PROBLEM TO WORK ON
From the first line through the line containing "use crate::error::DnsError;", transcribe the records exactly and include no other lines.

DATA SHOWN
-*-*-
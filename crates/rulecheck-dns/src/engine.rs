//! Tiered resolution engine.
//!
//! One [`ResolutionEngine`] owns all per-run state: the success cache, the
//! validity map, and the per-tier reports. Within a stage every domain is a
//! task on a [`JoinSet`], gated by a shared [`Semaphore`]; tasks only return
//! their [`Resolution`] and the single consumer loop below applies it, so no
//! state is shared across tasks.

use std::net::Ipv4Addr;
use std::sync::Arc;

use rulecheck_core::defaults::MAX_CONCURRENCY_CAP;
use rulecheck_core::errors::{ERROR_RESOLUTION, ERROR_TIER_CONFIG, ERROR_TIMEOUT};
use rulecheck_rules::{DomainHierarchy, QueryPlan};
use rustc_hash::{FxHashMap, FxHashSet};
use serde::Serialize;
use tokio::sync::Semaphore;
use tokio::task::{Id, JoinSet};
use tracing::{debug, info, warn};

use crate::config::{EngineConfig, TierConfig};
use crate::error::DnsError;
use crate::lookup::RecordLookup;
use crate::progress::Progress;
use crate::resolver::TierResolver;

/// Record type that answered a query.
#[derive(Debug, Clone, Copy, PartialEq, Eq, Serialize)]
#[serde(rename_all = "lowercase")]
pub enum RecordKind {
    A,
    Aaaa,
}

/// Why a query produced no answer.
#[derive(Debug, Clone, Copy, PartialEq, Eq, Serialize)]
#[serde(rename_all = "lowercase")]
pub enum LookupErrorKind {
    Timeout,
    Transport,
    /// The query task itself failed (panic or cancellation).
    Task,
}

impl LookupErrorKind {
    /// Stable label for logs and reports.
    pub fn label(self) -> &'static str {
        match self {
            Self::Timeout => ERROR_TIMEOUT,
            Self::Transport | Self::Task => ERROR_RESOLUTION,
        }
    }
}

/// Outcome of querying one domain against one tier.
#[derive(Debug, Clone, PartialEq, Eq)]
pub enum Resolution {
    /// A or AAAA answered; `addresses` holds the IPv4 set for A answers and
    /// is empty for AAAA.
    Resolved {
        kind: RecordKind,
        addresses: Vec<Ipv4Addr>,
    },
    /// Both record types returned nothing.
    Unresolved,
    /// The lookup failed without a definitive answer.
    Error(LookupErrorKind),
}

/// How a domain became valid.
#[derive(Debug, Clone, Copy, PartialEq, Eq, Serialize)]
#[serde(tag = "via", content = "record", rename_all = "lowercase")]
pub enum ValidationSource {
    /// Queried and answered.
    Direct(RecordKind),
    /// Descendant of a parent that answered.
    Parent,
}

/// Validity of a domain: the first tier that validated it, and how.
#[derive(Debug, Clone, Copy, PartialEq, Eq, Serialize)]
pub struct Validation {
    pub tier: usize,
    pub source: ValidationSource,
}

/// Success cache entry.
#[derive(Debug, Clone, PartialEq, Eq, Serialize)]
pub struct ResolvedDomain {
    pub kind: RecordKind,
    pub addresses: Vec<Ipv4Addr>,
    pub tier: usize,
}

/// Counters for one tier.
#[derive(Debug, Clone, Default, PartialEq, Eq, Serialize)]
pub struct TierReport {
    pub name: String,
    /// Domains actually queried.
    pub queried: usize,
    pub resolved: usize,
    pub via_a: usize,
    pub via_aaaa: usize,
    /// Both record types empty.
    pub unresolved: usize,
    /// Timeouts and transport failures.
    pub errors: usize,
    /// Planned domains skipped because they were already valid.
    pub skipped: usize,
    /// Domains validated through a resolved parent.
    pub aggregated: usize,
    pub elapsed_ms: u64,
    /// Set when the tier could not be used at all.
    pub failure: Option<String>,
}

impl TierReport {
    fn new(name: &str) -> Self {
        Self {
            name: name.to_string(),
            ..Default::default()
        }
    }

    fn merge(&mut self, other: TierReport) {
        self.queried += other.queried;
        self.resolved += other.resolved;
        self.via_a += other.via_a;
        self.via_aaaa += other.via_aaaa;
        self.unresolved += other.unresolved;
        self.errors += other.errors;
        self.skipped += other.skipped;
        self.aggregated += other.aggregated;
        self.elapsed_ms += other.elapsed_ms;
    }

    pub fn is_failed(&self) -> bool {
        self.failure.is_some()
    }
}

/// Multi-tier DNS validation with a run-wide success cache.
#[derive(Debug)]
pub struct ResolutionEngine {
    max_concurrency: usize,
    progress_interval: usize,
    cache: FxHashMap<String, ResolvedDomain>,
    validity: FxHashMap<String, Validation>,
    queried: FxHashSet<String>,
    reports: Vec<TierReport>,
}

impl ResolutionEngine {
    pub fn new(config: &EngineConfig) -> Self {
        Self {
            max_concurrency: config.max_concurrency.clamp(1, MAX_CONCURRENCY_CAP),
            progress_interval: config.progress_interval,
            cache: FxHashMap::default(),
            validity: FxHashMap::default(),
            queried: FxHashSet::default(),
            reports: Vec::new(),
        }
    }

    /// Effective in-flight limit.
    pub fn max_concurrency(&self) -> usize {
        self.max_concurrency
    }

    /// Run every tier in order using hickory resolvers.
    pub async fn resolve_tiers(
        &mut self,
        tiers: &[TierConfig],
        plan: &QueryPlan,
        hierarchy: Option<&DomainHierarchy>,
    ) -> &[TierReport] {
        self.resolve_tiers_with(tiers, plan, hierarchy, |tier| {
            TierResolver::new(tier).map(|r| Arc::new(r) as Arc<dyn RecordLookup>)
        })
        .await
    }

    /// Run every tier in order, building each tier's lookup with `build`.
    ///
    /// Within a tier, `plan.primary` is resolved first, then the domains of
    /// `plan.residual` that are still not valid. A tier whose lookup cannot
    /// be built is recorded as failed and skipped.
    pub async fn resolve_tiers_with<F>(
        &mut self,
        tiers: &[TierConfig],
        plan: &QueryPlan,
        hierarchy: Option<&DomainHierarchy>,
        mut build: F,
    ) -> &[TierReport]
    where
        F: FnMut(&TierConfig) -> Result<Arc<dyn RecordLookup>, DnsError>,
    {
        for (index, tier) in tiers.iter().enumerate() {
            let lookup = match build(tier) {
                Ok(lookup) => lookup,
                Err(e) => {
                    warn!(
                        tier = %tier.name,
                        error = %e,
                        error_type = ERROR_TIER_CONFIG,
                        "tier unavailable, skipping"
                    );
                    let mut report = TierReport::new(&tier.name);
                    report.failure = Some(e.to_string());
                    self.reports.push(report);
                    continue;
                }
            };

            let mut report = self
                .resolve_tier(index, &tier.name, lookup.clone(), &plan.primary, hierarchy)
                .await;
            if !plan.residual.is_empty() {
                let residual = self
                    .resolve_tier(index, &tier.name, lookup, &plan.residual, hierarchy)
                    .await;
                report.merge(residual);
            }

            info!(
                tier = %report.name,
                queried = report.queried,
                resolved = report.resolved,
                via_a = report.via_a,
                via_aaaa = report.via_aaaa,
                aggregated = report.aggregated,
                errors = report.errors,
                elapsed_ms = report.elapsed_ms,
                "tier finished"
            );
            self.reports.push(report);
        }
        &self.reports
    }

    /// Resolve one batch of domains against one tier.
    ///
    /// Domains already cached or valid are skipped. When `hierarchy` is
    /// given, a resolved parent validates all its registered descendants.
    pub async fn resolve_tier(
        &mut self,
        tier_index: usize,
        tier_name: &str,
        lookup: Arc<dyn RecordLookup>,
        domains: &[String],
        hierarchy: Option<&DomainHierarchy>,
    ) -> TierReport {
        let mut report = TierReport::new(tier_name);
        let pending: Vec<&String> = domains
            .iter()
            .filter(|d| !self.cache.contains_key(d.as_str()))
            .filter(|d| !self.validity.contains_key(d.as_str()))
            .collect();
        report.skipped = domains.len() - pending.len();
        if pending.is_empty() {
            return report;
        }

        let permits = pending.len().clamp(1, self.max_concurrency);
        let semaphore = Arc::new(Semaphore::new(permits));
        let mut tasks = JoinSet::new();
        let mut names: FxHashMap<Id, String> = FxHashMap::default();

        for domain in pending {
            let semaphore = semaphore.clone();
            let lookup = lookup.clone();
            let owned = domain.clone();
            let handle = tasks.spawn(async move {
                // The semaphore is never closed while tasks are alive.
                let Ok(_permit) = semaphore.acquire_owned().await else {
                    return (owned, Resolution::Error(LookupErrorKind::Task));
                };
                let resolution = query_domain(lookup.as_ref(), &owned).await;
                (owned, resolution)
            });
            names.insert(handle.id(), domain.clone());
            self.queried.insert(domain.clone());
        }

        report.queried = names.len();
        let mut progress = Progress::new(tier_name, report.queried, self.progress_interval);

        while let Some(joined) = tasks.join_next_with_id().await {
            let (domain, resolution) = match joined {
                Ok((_, outcome)) => outcome,
                Err(e) => {
                    let Some(domain) = names.get(&e.id()).cloned() else {
                        continue;
                    };
                    warn!(domain = %domain, error = %e, "lookup task failed");
                    (domain, Resolution::Error(LookupErrorKind::Task))
                }
            };
            let in_flight = permits - semaphore.available_permits();
            self.apply(tier_index, domain, resolution, hierarchy, &mut report);
            progress.complete(in_flight);
        }

        report.elapsed_ms = progress.elapsed().as_millis() as u64;
        report
    }

    fn apply(
        &mut self,
        tier: usize,
        domain: String,
        resolution: Resolution,
        hierarchy: Option<&DomainHierarchy>,
        report: &mut TierReport,
    ) {
        match resolution {
            Resolution::Resolved { kind, addresses } => {
                report.resolved += 1;
                match kind {
                    RecordKind::A => report.via_a += 1,
                    RecordKind::Aaaa => report.via_aaaa += 1,
                }
                self.validity.entry(domain.clone()).or_insert(Validation {
                    tier,
                    source: ValidationSource::Direct(kind),
                });
                if let Some(hierarchy) = hierarchy
                    && hierarchy.is_parent(&domain)
                {
                    for descendant in hierarchy.descendants(&domain) {
                        if self.validity.contains_key(descendant) {
                            continue;
                        }
                        self.validity.insert(
                            descendant.to_string(),
                            Validation {
                                tier,
                                source: ValidationSource::Parent,
                            },
                        );
                        report.aggregated += 1;
                    }
                }
                self.cache.insert(
                    domain,
                    ResolvedDomain {
                        kind,
                        addresses,
                        tier,
                    },
                );
            }
            Resolution::Unresolved => {
                report.unresolved += 1;
                debug!(domain = %domain, tier, "no records");
            }
            Resolution::Error(kind) => {
                report.errors += 1;
                debug!(domain = %domain, tier, error_type = kind.label(), "lookup failed");
            }
        }
    }

    /// Every valid domain.
    pub fn validity(&self) -> &FxHashMap<String, Validation> {
        &self.validity
    }

    pub fn is_valid(&self, domain: &str) -> bool {
        self.validity.contains_key(domain)
    }

    /// Domains answered directly, with their addresses.
    pub fn cached(&self) -> &FxHashMap<String, ResolvedDomain> {
        &self.cache
    }

    /// IPv4 addresses of every domain answered with A records.
    pub fn ipv4_addresses(&self) -> impl Iterator<Item = (&str, &[Ipv4Addr])> {
        self.cache
            .iter()
            .filter(|(_, r)| !r.addresses.is_empty())
            .map(|(d, r)| (d.as_str(), r.addresses.as_slice()))
    }

    /// Distinct domains queried in any tier.
    pub fn queried_count(&self) -> usize {
        self.queried.len()
    }

    pub fn reports(&self) -> &[TierReport] {
        &self.reports
    }
}

/// A first, AAAA as fallback. Never fails: errors become a `Resolution`.
async fn query_domain(lookup: &dyn RecordLookup, domain: &str) -> Resolution {
    let a_error = match lookup.lookup_a(domain).await {
        Ok(addresses) if !addresses.is_empty() => {
            return Resolution::Resolved {
                kind: RecordKind::A,
                addresses,
            };
        }
        Ok(_) => None,
        Err(e) => error_kind(&e),
    };

    let aaaa_error = match lookup.lookup_aaaa(domain).await {
        Ok(addresses) if !addresses.is_empty() => {
            return Resolution::Resolved {
                kind: RecordKind::Aaaa,
                addresses: Vec::new(),
            };
        }
        Ok(_) => None,
        Err(e) => error_kind(&e),
    };

    match a_error.or(aaaa_error) {
        Some(kind) => Resolution::Error(kind),
        None => Resolution::Unresolved,
    }
}

/// `None` for definitive negative answers.
fn error_kind(err: &DnsError) -> Option<LookupErrorKind> {
    match err {
        DnsError::NoRecords(_) => None,
        DnsError::Timeout(_) => Some(LookupErrorKind::Timeout),
        DnsError::Lookup(_) | DnsError::InvalidServer(_) => Some(LookupErrorKind::Transport),
    }
}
-*-*-
RESPONSE BOX
filename crates/rulecheck-dns/src/engine.rs
//! Tiered resolution engine.
//!
//! One [`ResolutionEngine`] owns all per-run state: the success cache, the
//! validity map, and the per-tier reports. Within a stage every domain is a
//! task on a [`JoinSet`], gated by a shared [`Semaphore`]; tasks only return
//! their [`Resolution`] and the single consumer loop below applies it, so no
//! state is shared across tasks.

use std::net::Ipv4Addr;
use std::sync::Arc;

use rulecheck_core::defaults::MAX_CONCURRENCY_CAP;
use rulecheck_core::errors::{ERROR_RESOLUTION, ERROR_TIER_CONFIG, ERROR_TIMEOUT};
use rulecheck_rules::{DomainHierarchy, QueryPlan};
use rustc_hash::{FxHashMap, FxHashSet};
use serde::Serialize;
use tokio::sync::Semaphore;
use tokio::task::{Id, JoinSet};
use tracing::{debug, info, warn};

use crate::config::{EngineConfig, TierConfig};
use crate::error::DnsError;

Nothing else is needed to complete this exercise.